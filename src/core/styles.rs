//! Style roles expressed as an enum + macro mapping logical names to `colored::Color`.
//!
//! Each role (Header, Success, etc.) is a variant of `StyleRole`. Colour is applied
//! only when the `enabled` flag passed in is true, so nothing here reads global state.
//!
//! ```
//! use callqueue::core::styles::StyleRole;
//! let plain = StyleRole::Header.paint("Call", false);
//! assert_eq!(plain, "Call");
//! let colored = StyleRole::Header.paint("Call", true);
//! assert!(colored.starts_with("\x1b["));
//! assert!(colored.ends_with("\x1b[0m"));
//! ```

use clap::builder::styling::AnsiColor;
use colored::Color;

// Defines the enum variants and their associated colour Option.
macro_rules! style {
    ( $( $variant:ident => $color:expr ),+ $(,)? ) => {
        #[derive(Copy, Clone, Debug, PartialEq, Eq)]
        pub enum StyleRole { $( $variant ),+ }

        impl StyleRole {
            pub fn color(self) -> Option<Color> {
                match self { $( StyleRole::$variant => $color ),+ }
            }

            pub fn ansi_code(self) -> Option<String> {
                map_color_code(self.color()?)
            }

            pub fn paint(self, text: &str, enabled: bool) -> String {
                if !enabled { return text.to_string(); }
                if let Some(code) = self.ansi_code() { return format!("\x1b[{}m{}\x1b[0m", code, text); }
                text.to_string()
            }

            /// prettytable `style_spec` for this role, e.g. `"Fg"`
            pub fn to_prettytable_spec(self) -> Option<String> {
                let spec_char = match self.color()? {
                    Color::Black => "k",
                    Color::Red => "r",
                    Color::Green => "g",
                    Color::Yellow => "y",
                    Color::Blue => "b",
                    Color::Magenta => "m",
                    Color::Cyan => "c",
                    Color::White => "w",
                    Color::BrightBlack => "K",
                    Color::BrightRed => "R",
                    Color::BrightGreen => "G",
                    Color::BrightYellow => "Y",
                    Color::BrightBlue => "B",
                    Color::BrightMagenta => "M",
                    Color::BrightCyan => "C",
                    Color::BrightWhite => "W",
                    _ => return None,
                };
                Some(format!("F{}", spec_char))
            }
        }
    }
}

style! {
    Header    => Some(Color::Yellow),
    Literal   => Some(Color::Cyan),
    Placeholder => Some(Color::Green),
    Success   => Some(Color::Green),
    Failure   => Some(Color::Red),
    Cancelled => Some(Color::BrightYellow),
    Error     => Some(Color::BrightRed),
    Value     => None,
    Dim       => Some(Color::BrightBlack)
}

fn map_color_code(c: Color) -> Option<String> {
    use Color::*;
    match c {
        Black => Some("30".to_string()),
        Red => Some("31".to_string()),
        Green => Some("32".to_string()),
        Yellow => Some("33".to_string()),
        Blue => Some("34".to_string()),
        Magenta => Some("35".to_string()),
        Cyan => Some("36".to_string()),
        White => Some("37".to_string()),
        BrightBlack => Some("90".to_string()),
        BrightRed => Some("91".to_string()),
        BrightGreen => Some("92".to_string()),
        BrightYellow => Some("93".to_string()),
        BrightBlue => Some("94".to_string()),
        BrightMagenta => Some("95".to_string()),
        BrightCyan => Some("96".to_string()),
        BrightWhite => Some("97".to_string()),
        TrueColor { r, g, b } => Some(format!("38;2;{};{};{}", r, g, b)),
    }
}

fn color_to_ansi(c: Color) -> Option<AnsiColor> {
    use AnsiColor as A;
    use Color::*;
    Some(match c {
        Black => A::Black,
        Red => A::Red,
        Green => A::Green,
        Yellow => A::Yellow,
        Blue => A::Blue,
        Magenta => A::Magenta,
        Cyan => A::Cyan,
        White => A::White,
        BrightBlack => A::BrightBlack,
        BrightRed => A::BrightRed,
        BrightGreen => A::BrightGreen,
        BrightYellow => A::BrightYellow,
        BrightBlue => A::BrightBlue,
        BrightMagenta => A::BrightMagenta,
        BrightCyan => A::BrightCyan,
        BrightWhite => A::BrightWhite,
        _ => return None,
    })
}

/// clap help styles built from the same roles
pub fn palette_to_clap(enabled: bool) -> clap::builder::Styles {
    use clap::builder::styling::{Color as ClapColor, Style};
    if !enabled {
        return clap::builder::Styles::plain();
    }

    let style = |role: StyleRole, bold: bool| {
        let mut s = Style::new();
        if let Some(col) = role.color().and_then(color_to_ansi) {
            s = s.fg_color(Some(ClapColor::Ansi(col)));
        }
        if bold {
            s = s.bold();
        }
        s
    };

    clap::builder::Styles::styled()
        .header(style(StyleRole::Header, true))
        .literal(style(StyleRole::Literal, false))
        .placeholder(style(StyleRole::Placeholder, false))
        .valid(style(StyleRole::Success, false))
        .invalid(style(StyleRole::Failure, false))
        .error(style(StyleRole::Error, false))
}

#[cfg(test)]
mod tests {
    use super::*;

    #[test]
    fn ansi_code_header() {
        assert_eq!(StyleRole::Header.ansi_code(), Some("33".to_string()));
    }

    #[test]
    fn paint_enabled_disabled() {
        let colored = StyleRole::Failure.paint("boom", true);
        assert!(colored.starts_with("\x1b[31m") && colored.ends_with("\x1b[0m"));
        assert_eq!(StyleRole::Failure.paint("boom", false), "boom");
        assert_eq!(StyleRole::Value.paint("42", true), "42");
    }

    #[test]
    fn prettytable_specs() {
        assert_eq!(StyleRole::Success.to_prettytable_spec().as_deref(), Some("Fg"));
        assert_eq!(StyleRole::Cancelled.to_prettytable_spec().as_deref(), Some("FY"));
        assert_eq!(StyleRole::Value.to_prettytable_spec(), None);
    }

    #[test]
    fn truecolor_code() {
        let code = map_color_code(Color::TrueColor { r: 255, g: 128, b: 64 });
        assert_eq!(code.as_deref(), Some("38;2;255;128;64"));
    }

    #[test]
    fn palette_to_clap_differs_when_enabled() {
        let plain_dbg = format!("{:?}", palette_to_clap(false));
        let styled_dbg = format!("{:?}", palette_to_clap(true));
        assert_ne!(plain_dbg, styled_dbg);
    }
}
//! Queue Error Types

use crate::core::error_handling::ContextualError;

/// Errors surfaced by the queue engine
#[derive(Debug, thiserror::Error)]
pub enum QueueError {
    #[error("call id '{call_id}' is already pending")]
    DuplicateCallId { call_id: String },

    #[error("call '{call_id}' was cancelled because the queue engine stopped")]
    Cancelled { call_id: String },

    #[error("queue engine has been stopped")]
    Stopped,

    #[error(transparent)]
    Backend(#[from] BackendError),

    #[error("serialization failed: {0}")]
    Serialization(#[from] serde_json::Error),

    #[error(transparent)]
    Config(#[from] ConfigError),

    #[error("internal error: {message}")]
    Internal { message: String },
}

impl QueueError {
    pub fn is_cancelled(&self) -> bool {
        matches!(self, QueueError::Cancelled { .. })
    }
}

impl ContextualError for QueueError {
    fn is_user_actionable(&self) -> bool {
        match self {
            QueueError::DuplicateCallId { .. } | QueueError::Stopped => true,
            QueueError::Config(e) => e.is_user_actionable(),
            _ => false,
        }
    }

    fn user_message(&self) -> Option<&str> {
        match self {
            QueueError::DuplicateCallId { .. } => {
                Some("correlation ids must be unique among pending calls")
            }
            QueueError::Stopped => {
                Some("the queue engine has been stopped; create a new one to enqueue more calls")
            }
            QueueError::Config(e) => e.user_message(),
            _ => None,
        }
    }
}

/// Errors reported by a queue backend
#[derive(Debug, Clone, PartialEq, Eq, thiserror::Error)]
pub enum BackendError {
    #[error("publish to {queue} failed: {message}")]
    Publish { queue: String, message: String },

    #[error("receive from {queue} failed: {message}")]
    Receive { queue: String, message: String },

    #[error("queue {queue} is full (max size: {max_size})")]
    QueueFull { queue: String, max_size: usize },
}

impl ContextualError for BackendError {
    fn is_user_actionable(&self) -> bool {
        false
    }

    fn user_message(&self) -> Option<&str> {
        None
    }
}

/// Invalid or unreadable configuration
#[derive(Debug, Clone, PartialEq, Eq, thiserror::Error)]
pub enum ConfigError {
    #[error("invalid setting '{key}': {message}")]
    Invalid { key: String, message: String },

    #[error("cannot read configuration file {path}: {message}")]
    Read { path: String, message: String },

    #[error("cannot parse configuration file {path}: {message}")]
    Parse { path: String, message: String },
}

impl ConfigError {
    pub fn invalid(key: &str, message: impl Into<String>) -> Self {
        ConfigError::Invalid {
            key: key.to_string(),
            message: message.into(),
        }
    }
}

impl ContextualError for ConfigError {
    fn is_user_actionable(&self) -> bool {
        true
    }

    fn user_message(&self) -> Option<&str> {
        match self {
            ConfigError::Invalid { message, .. }
            | ConfigError::Read { message, .. }
            | ConfigError::Parse { message, .. } => Some(message.as_str()),
        }
    }
}

/// Result type for queue operations
pub type QueueResult<T> = Result<T, QueueError>;
//! Public API for the CLI module

pub use crate::app::cli::args::Args;
pub use crate::app::cli::config::{default_config_path, load_settings, BackendConfig, Settings};
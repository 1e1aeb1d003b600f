//! Retry Ticker
//!
//! Background task that periodically re-publishes calls which look like their
//! invocation never started. It is stopped through a [`ShutdownCoordinator`]
//! so the drain can halt it deterministically.

use crate::core::logging::DiagnosticSink;
use crate::core::shutdown::ShutdownCoordinator;
use crate::diag;
use crate::queue::backend::QueueBackend;
use crate::queue::correlator::Correlator;
use log::Level;
use std::sync::Arc;
use std::time::Duration;
use tokio::task::JoinHandle;
use tokio::time::{interval_at, Instant, MissedTickBehavior};

pub struct RetryTicker {
    shutdown: ShutdownCoordinator,
    handle: Option<JoinHandle<()>>,
    sink: Arc<dyn DiagnosticSink>,
}

impl RetryTicker {
    /// Spawn the ticker. The first tick fires one `interval` after start.
    pub fn start<B: QueueBackend>(correlator: Arc<Correlator<B>>, interval: Duration) -> Self {
        let shutdown = ShutdownCoordinator::new();
        let mut signal = shutdown.subscribe();
        let sink = Arc::clone(correlator.sink());

        let handle = tokio::spawn(async move {
            let mut ticker = interval_at(Instant::now() + interval, interval);
            ticker.set_missed_tick_behavior(MissedTickBehavior::Delay);
            loop {
                tokio::select! {
                    _ = signal.wait() => break,
                    now = ticker.tick() => {
                        // A publish that never completes must not hold up cancellation
                        let outcome = tokio::select! {
                            _ = signal.wait() => break,
                            outcome = correlator.republish_stale(now) => outcome,
                        };
                        match outcome {
                            Ok(0) => {}
                            Ok(count) => diag!(
                                correlator.sink(),
                                Level::Debug,
                                "Retry tick re-published {} call(s)",
                                count
                            ),
                            Err(e) => diag!(
                                correlator.sink(),
                                Level::Error,
                                "Retry tick failed: {}",
                                e
                            ),
                        }
                    }
                }
            }
            diag!(correlator.sink(), Level::Debug, "Retry ticker stopped");
        });

        Self {
            shutdown,
            handle: Some(handle),
            sink,
        }
    }

    pub fn is_running(&self) -> bool {
        self.handle
            .as_ref()
            .is_some_and(|handle| !handle.is_finished())
    }

    /// Stop the ticker. An in-progress tick is abandoned at its next await.
    pub async fn cancel(mut self) {
        self.shutdown.trigger_shutdown();
        if let Some(handle) = self.handle.take() {
            if let Err(e) = handle.await {
                if e.is_panic() {
                    diag!(self.sink, Level::Error, "Retry ticker panicked: {}", e);
                }
            }
        }
    }
}

impl Drop for RetryTicker {
    fn drop(&mut self) {
        self.shutdown.trigger_shutdown();
    }
}
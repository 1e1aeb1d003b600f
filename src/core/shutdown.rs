//! Shutdown Coordination
//!
//! A cloneable cancellation handle shared between the code that decides to
//! stop (the orchestrator's drain, the binary's signal handlers) and the
//! background loops that must observe it (the retry ticker).

use std::sync::atomic::{AtomicBool, Ordering};
use std::sync::Arc;
use tokio::sync::broadcast;

/// Coordinates shutdown across background tasks
#[derive(Clone)]
pub struct ShutdownCoordinator {
    shutdown_tx: broadcast::Sender<()>,
    shutdown_requested: Arc<AtomicBool>,
}

/// Receiving side of a [`ShutdownCoordinator`]
pub struct ShutdownSignal {
    shutdown_rx: broadcast::Receiver<()>,
    shutdown_requested: Arc<AtomicBool>,
}

impl Default for ShutdownCoordinator {
    fn default() -> Self {
        Self::new()
    }
}

impl ShutdownCoordinator {
    pub fn new() -> Self {
        // Larger than one so bursts of triggers never lag a subscriber
        let (shutdown_tx, _) = broadcast::channel(8);
        Self {
            shutdown_tx,
            shutdown_requested: Arc::new(AtomicBool::new(false)),
        }
    }

    /// Subscribe to shutdown notifications
    pub fn subscribe(&self) -> ShutdownSignal {
        ShutdownSignal {
            shutdown_rx: self.shutdown_tx.subscribe(),
            shutdown_requested: Arc::clone(&self.shutdown_requested),
        }
    }

    /// Trigger shutdown
    pub fn trigger_shutdown(&self) {
        // Release pairs with the Acquire in is_shutdown_requested()
        self.shutdown_requested.store(true, Ordering::Release);
        let _ = self.shutdown_tx.send(());
    }

    /// Check if shutdown has been requested
    pub fn is_shutdown_requested(&self) -> bool {
        self.shutdown_requested.load(Ordering::Acquire)
    }

    /// Route SIGINT/SIGTERM/SIGHUP/SIGQUIT (or Ctrl-C elsewhere) into this coordinator.
    ///
    /// A second signal exits the process immediately with status 130.
    pub fn install_signal_handlers(&self) {
        setup_signal_handlers(self.shutdown_tx.clone(), self.shutdown_requested.clone());
    }
}

impl ShutdownSignal {
    /// Wait until shutdown is requested. Returns immediately if it already was.
    pub async fn wait(&mut self) {
        if self.shutdown_requested.load(Ordering::Acquire) {
            return;
        }
        // Closed or lagged both mean the coordinator is gone or has fired
        let _ = self.shutdown_rx.recv().await;
    }

    pub fn is_shutdown_requested(&self) -> bool {
        self.shutdown_requested.load(Ordering::Acquire)
    }
}

fn setup_signal_handlers(shutdown_tx: broadcast::Sender<()>, shutdown_requested: Arc<AtomicBool>) {
    #[cfg(unix)]
    {
        unsafe {
            libc::signal(libc::SIGPIPE, libc::SIG_DFL);
        }

        use std::sync::atomic::AtomicUsize;
        use tokio::signal::unix::{signal, SignalKind};
        let signal_count = Arc::new(AtomicUsize::new(0));
        let signals = [
            SignalKind::interrupt(),
            SignalKind::terminate(),
            SignalKind::hangup(),
            SignalKind::quit(),
        ];

        for kind in signals {
            let tx = shutdown_tx.clone();
            let requested = shutdown_requested.clone();
            let sig_ctr = signal_count.clone();

            tokio::spawn(async move {
                if let Ok(mut sig) = signal(kind) {
                    while sig.recv().await.is_some() {
                        let prev = sig_ctr.fetch_add(1, Ordering::AcqRel);
                        requested.store(true, Ordering::Release);
                        let _ = tx.send(());
                        if prev >= 1 {
                            log::warn!("Second shutdown signal received; exiting");
                            std::process::exit(130);
                        }
                    }
                }
            });
        }
    }

    #[cfg(not(unix))]
    {
        tokio::spawn(async move {
            let mut count = 0usize;
            while tokio::signal::ctrl_c().await.is_ok() {
                count += 1;
                shutdown_requested.store(true, Ordering::Release);
                let _ = shutdown_tx.send(());
                if count > 1 {
                    std::process::exit(130);
                }
            }
        });
    }
}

• WHAT TO DO: Reproduce all lines from the records above that include the word "QueueError".

• RESPONSE BELOW:
pub enum QueueError {
impl QueueError {
        matches!(self, QueueError::Cancelled { .. })
impl ContextualError for QueueError {
            QueueError::DuplicateCallId { .. } | QueueError::Stopped => true,
            QueueError::Config(e) => e.is_user_actionable(),
            QueueError::DuplicateCallId { .. } => {
            QueueError::Stopped => {
            QueueError::Config(e) => e.user_message(),
pub type QueueResult<T> = Result<T, QueueError>;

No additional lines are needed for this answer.